Friday, September 9, 2011

10 Tips For Building Traffic To Your Restaurant

So you opened a restaurant...congrats, but now what? In 2003, Tellem Worldwide created the Food Issues Group (FIG) to offer consumer education, crisis preparedness and management, food safety training for restaurants, food, beverages and bioterrorism education, and Hazard Analysis and Critical Control Points (HACCP) plan development. The FIG team put together ten tips for restaurant owners to increase exposure and foot traffic. Have something to add to the list? Leave it in the comment section!

  • Announce all news and updates via a press release to food reporters i.e.: new chef; new dish; new hours; new web site; anything new gets your name out there.

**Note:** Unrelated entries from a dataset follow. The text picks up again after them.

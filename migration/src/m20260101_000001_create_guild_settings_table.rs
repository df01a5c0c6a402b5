use sea_orm_migration::{prelude::*, schema::*};

#[derive(DeriveMigrationName)]
pub struct Migration;

#[async_trait::async_trait]
impl MigrationTrait for Migration {
    async fn up(&self, manager: &SchemaManager) -> Result<(), DbErr> {
        manager
            .create_table(
                Table::create()
                    .table(GuildSettings::Table)
                    .if_not_exists()
                    .col(pk_auto(GuildSettings::Id))
                    .col(string(GuildSettings::GuildId))
                    .col(string(GuildSettings::ChannelId))
                    .col(string(GuildSettings::ManagerRoleId).default("0"))
                    .col(string(GuildSettings::LogChannelId).default("0"))
                    .col(
                        timestamp(GuildSettings::CreatedAt)
                            .default(Expr::current_timestamp())
                            .not_null(),
                    )
                    .to_owned(),
            )
            .await?;

        // A channel can only be configured once; concurrent setups lose here
        manager
            .create_index(
                Index::create()
                    .name("idx_guild_settings_guild_channel")
                    .table(GuildSettings::Table)
                    .col(GuildSettings::GuildId)
                    .col(GuildSettings::ChannelId)
                    .unique()
                    .to_owned(),
            )
            .await?;

        Ok(())
    }

    async fn down(&self, manager: &SchemaManager) -> Result<(), DbErr> {
        manager
            .drop_index(
                Index::drop()
                    .name("idx_guild_settings_guild_channel")
                    .table(GuildSettings::Table)
                    .to_owned(),
            )
            .await?;

        manager
            .drop_table(Table::drop().table(GuildSettings::Table).to_owned())
            .await
    }
}

#[derive(DeriveIden)]
pub enum GuildSettings {
    Table,
    Id,
    GuildId,
    ChannelId,
    ManagerRoleId,
    LogChannelId,
    CreatedAt,
}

  • Educate yourself about social media and utilize it. Listen to feedback from customers and fans. Create a Facebook fan page or Twitter account for example and promote exclusive offers to fans and followers. Ask for recipe suggestions and favorite flavors or dishes. Encourage customers to review on Yelp, Opentable.com, and Google reviews etc.
  • Get your restaurant on every food web site listing such as: opentable.com, zagat.com, restaurants.com, urbanspoon.com, dine.com, citysearch.com or AOL’s City Guide etc.

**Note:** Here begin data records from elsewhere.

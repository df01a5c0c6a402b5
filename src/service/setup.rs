//! Channel setup state machine.
//!
//! Turns a channel into a managed LFG channel. Preconditions are checked before any
//! side effect, and the settings row is the last thing written before the channel is
//! announced. The settings cache only learns about the channel after the row has
//! been committed.

use sea_orm::DatabaseConnection;
use serenity::all::{
    ButtonStyle, ChannelId, CreateActionRow, CreateButton, CreateEmbed, CreateMessage, RoleId,
    UserId,
};

use crate::{
    data::guild_settings::GuildSettingsRepository,
    discord::{DiscordChannels, MESSAGE_PAGE_LIMIT},
    error::setup::SetupError,
    model::{
        message::partition_for_cleanup,
        notice::{Notice, INFO_COLOR_2, SAFELY_DISMISS_MSG, SUCCESS_COLOR},
        setting::{CreateGuildSettingsParam, GuildChannelSetting},
        setup::{ManagerOptions, SetupRequest, SetupVariant},
        wizard::{custom_id, Route, WizardStep},
    },
    service::settings_cache::SettingsCache,
};

pub const CLEANUP_REASON: &str = "Cleaning LFG Channel";
const PIN_REASON: &str = "Pinning LFG welcome message";
const CREATE_NEW_EVENT: &str = "Create New Event";

/// Result of a completed setup.
#[derive(Debug, Clone, PartialEq, Eq)]
pub struct SetupOutcome {
    pub deleted_messages: usize,
    /// Earlier event posts left in place.
    pub preserved_posts: usize,
    pub pinned: bool,
}

impl SetupOutcome {
    pub fn into_notice(&self, bot_name: &str) -> Notice {
        Notice::new(SUCCESS_COLOR, "LFG Channel setup complete!").description(format!(
            "{bot_name} has finished setting up this channel.  {SAFELY_DISMISS_MSG}"
        ))
    }
}

pub struct SetupService<'a> {
    db: &'a DatabaseConnection,
    channels: &'a dyn DiscordChannels,
    cache: &'a SettingsCache,
    bot_id: UserId,
    bot_name: &'a str,
}

impl<'a> SetupService<'a> {
    /// Creates a new SetupService instance.
    ///
    /// # Arguments
    /// - `db` - Database connection for the settings table
    /// - `channels` - Discord channel operations
    /// - `cache` - Settings cache updated after a successful insert
    /// - `bot_id` - The bot's own user id, used to recognise its event posts
    /// - `bot_name` - Display name used in messages
    pub fn new(
        db: &'a DatabaseConnection,
        channels: &'a dyn DiscordChannels,
        cache: &'a SettingsCache,
        bot_id: UserId,
        bot_name: &'a str,
    ) -> Self {
        Self {
            db,
            channels,
            cache,
            bot_id,
            bot_name,
        }
    }

    /// Runs setup for the channel in `request`.
    ///
    /// Steps, in order:
    /// 1. Reject if the channel is already configured
    /// 2. Reject if the channel holds 100 or more messages
    /// 3. With a manager role: reject unparsed ids, then probe the log channel
    /// 4. Allow the manager role to send, then deny `@everyone`
    /// 5. Delete every message except earlier event posts (best effort)
    /// 6. Insert the settings row, then the cache entry
    /// 7. Send and pin the welcome message
    ///
    /// Holds the channel's settings lock throughout, so a concurrent setup or delete
    /// on the same channel waits and then sees the result of this one.
    ///
    /// # Returns
    /// - `Ok(SetupOutcome)` - Channel is configured and announced
    /// - `Err(SetupError)` - The first failing step; see `SetupError` for which side
    ///   effects have happened by then
    pub async fn setup(&self, request: SetupRequest) -> Result<SetupOutcome, SetupError> {
        let key = request.key;
        let channel_id = key.channel_id;
        let _guard = self.cache.lock(key).await;

        if self.cache.has(key).await {
            return Err(SetupError::AlreadyConfigured);
        }

        let messages = self
            .channels
            .recent_messages(channel_id, MESSAGE_PAGE_LIMIT)
            .await
            .map_err(SetupError::FetchMessagesFailed)?;

        if messages.len() >= usize::from(MESSAGE_PAGE_LIMIT) {
            return Err(SetupError::TooManyMessages);
        }

        let manager = match request.variant {
            SetupVariant::WithoutManagerRole => None,
            SetupVariant::WithManagerRole(None) => return Err(SetupError::MissingManagerOptions),
            SetupVariant::WithManagerRole(Some(options)) if !options.is_complete() => {
                return Err(SetupError::InvalidManagerOptions(options))
            }
            SetupVariant::WithManagerRole(Some(options)) => Some(options),
        };

        if let Some(options) = manager {
            self.channels
                .send_message(ChannelId::new(options.log_channel_id), self.log_probe())
                .await
                .map_err(SetupError::LogChannelUnreachable)?;

            self.channels
                .set_send_messages(channel_id, RoleId::new(options.manager_role_id), true)
                .await
                .map_err(SetupError::PermissionsFailed)?;
        }

        self.channels
            .set_send_messages(channel_id, key.guild_id.everyone_role(), false)
            .await
            .map_err(SetupError::PermissionsFailed)?;

        let (event_posts, to_delete) = partition_for_cleanup(&messages, self.bot_id);

        if !to_delete.is_empty() {
            if let Err(e) = self
                .channels
                .delete_messages(channel_id, &to_delete, CLEANUP_REASON)
                .await
            {
                tracing::warn!(
                    "Failed to clean {} messages from channel {}: {}",
                    to_delete.len(),
                    key,
                    e
                );
            }
        }

        if !event_posts.is_empty() {
            tracing::debug!(
                "Leaving {} existing event posts in {} untouched",
                event_posts.len(),
                key
            );
        }

        let (manager_role_id, log_channel_id) = manager
            .map(|options| (options.manager_role_id, options.log_channel_id))
            .unwrap_or((0, 0));

        GuildSettingsRepository::new(self.db)
            .create(CreateGuildSettingsParam {
                key,
                manager_role_id,
                log_channel_id,
            })
            .await
            .map_err(SetupError::PersistFailed)?;

        self.cache
            .set(key, GuildChannelSetting::from_raw(manager_role_id, log_channel_id))
            .await;

        tracing::info!("Configured LFG channel {} (managed: {})", key, request.managed());

        let welcome_id = self
            .channels
            .send_message(channel_id, self.welcome_message(channel_id, manager))
            .await
            .map_err(SetupError::AnnounceFailed)?;

        let pinned = match self
            .channels
            .pin_message(channel_id, welcome_id, PIN_REASON)
            .await
        {
            Ok(()) => true,
            Err(e) => {
                tracing::warn!("Failed to pin welcome message in {}: {}", key, e);
                false
            }
        };

        Ok(SetupOutcome {
            deleted_messages: to_delete.len(),
            preserved_posts: event_posts.len(),
            pinned,
        })
    }

    fn log_probe(&self) -> CreateMessage {
        CreateMessage::new().embed(
            CreateEmbed::new()
                .color(INFO_COLOR_2)
                .title(format!(
                    "This is the channel {} will be logging events to.",
                    self.bot_name
                ))
                .description(format!(
                    "{} will only send messages here as frequently as your event managers \
                     update events.",
                    self.bot_name
                )),
        )
    }

    fn welcome_message(
        &self,
        channel_id: ChannelId,
        manager: Option<ManagerOptions>,
    ) -> CreateMessage {
        let mut embed = CreateEmbed::new()
            .color(SUCCESS_COLOR)
            .title(format!(
                "To get started, click on the '{CREATE_NEW_EVENT}' button below!"
            ))
            .field(
                "Joining/Leaving an event:",
                "Use the buttons under each event to join, join as an alternate, or leave it.",
                false,
            )
            .field(
                "Deleting your event:",
                "To delete your event, simply click on its `Delete` button.",
                false,
            );

        if let Some(options) = manager {
            embed = embed.field(
                format!("{} Manager Details:", self.bot_name),
                format!(
                    "{} Managers with the <@&{}> role may delete any event in this channel.  \
                     Deletions are logged to <#{}>.",
                    self.bot_name, options.manager_role_id, options.log_channel_id
                ),
                false,
            );
        }

        let create_button =
            CreateButton::new(custom_id(Route::Wizard(WizardStep::GameSelection), None))
                .label(CREATE_NEW_EVENT)
                .style(ButtonStyle::Success);

        CreateMessage::new()
            .content(format!(
                "Welcome to <#{}>, managed by <@{}>!",
                channel_id, self.bot_id
            ))
            .embed(embed)
            .components(vec![CreateActionRow::Buttons(vec![create_button])])
    }
}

  • Identify your USP – Unique Selling Proposition – what makes your restaurant different from any other in the city – then use it!

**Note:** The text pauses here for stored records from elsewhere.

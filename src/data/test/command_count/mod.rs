use crate::{data::command_count::CommandCountRepository, error::AppError};
use test_utils::{builder::TestBuilder, factory};

mod increment;
//! Event-creation wizard.
//!
//! Each step is a pure function of the interaction that triggered it: the activity
//! chosen so far travels in the custom ID payload, so abandoning the wizard at any
//! point leaves nothing behind. Steps:
//!
//! 1. `gameSel` - activity select menu, or a known activity picked from it
//! 2. `createCustomEvent` - custom activity modal
//! 3. `verifyCustomActivity` - validates the custom activity
//! 4. `finalize` - event details modal
//! 5. `createEvent` - posts the event

pub mod create_event;
pub mod custom_activity;
pub mod finalize;
pub mod game_selection;

use std::collections::HashMap;

use serenity::all::{
    CreateActionRow, CreateInteractionResponse, CreateInteractionResponseMessage, CreateModal,
};

use crate::{
    error::wizard::WizardError,
    model::{activity::Activity, notice::Notice},
};

/// Response of a wizard step.
#[derive(Debug)]
pub enum WizardReply {
    /// Ephemeral embed, with optional buttons or select menus.
    Ephemeral {
        notice: Notice,
        components: Vec<CreateActionRow>,
    },
    Modal(CreateModal),
}

impl WizardReply {
    pub fn notice(notice: Notice) -> Self {
        Self::Ephemeral {
            notice,
            components: Vec::new(),
        }
    }

    pub fn into_response(self) -> CreateInteractionResponse {
        match self {
            Self::Ephemeral { notice, components } => CreateInteractionResponse::Message(
                CreateInteractionResponseMessage::new()
                    .ephemeral(true)
                    .embed(notice.embed())
                    .components(components),
            ),
            Self::Modal(modal) => CreateInteractionResponse::Modal(modal),
        }
    }
}

/// Values submitted through a modal, keyed by input custom ID.
#[derive(Debug, Default)]
pub struct ModalInputs(HashMap<String, String>);

impl ModalInputs {
    pub fn new(values: impl IntoIterator<Item = (String, String)>) -> Self {
        Self(values.into_iter().collect())
    }

    /// Value of an input the bot put in the modal.
    pub fn required(&self, id: &'static str) -> Result<&str, WizardError> {
        self.0
            .get(id)
            .map(String::as_str)
            .ok_or(WizardError::MissingModalField(id))
    }

    /// Value of an optional input, empty when left blank.
    pub fn optional(&self, id: &str) -> &str {
        self.0.get(id).map(String::as_str).unwrap_or_default()
    }
}

/// Decodes the activity carried by a step's custom ID.
pub fn activity_from_payload(payload: Option<&str>) -> Result<Activity, WizardError> {
    let payload = payload.unwrap_or_default();

    Activity::from_payload(payload).ok_or_else(|| WizardError::MalformedPayload(payload.to_string()))
}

  • Check with museums, art centers and theaters to see where their support groups meet – invite them to meet at your place.
  • Advertise on themed web sites – like Italian ones, German ones, etc. Utilize micro-targeting advertisements on social networks like Facebook.
  • Seek placements in City Guidebooks – not just mentions, but actual reviews.
  • If a reviewer could mention anything negative about your restaurant, what would it be? Now take steps to change it!
  • Work with convention centers – most publish a guide to local restaurants for those coming from out of town.
  • Tie in with specific country tour groups. If you are Italian, for example, tie in with Italian tour groups – they are sure to miss home cooking.
  • Get a booth at your local farmer’s market and give away bite size tastes of food for free – these booths are so cheap and fun!

If it’s in the budget, hire a PR agency and let them get to work promoting your business to target audiences and potential customers and watch your sales flourish!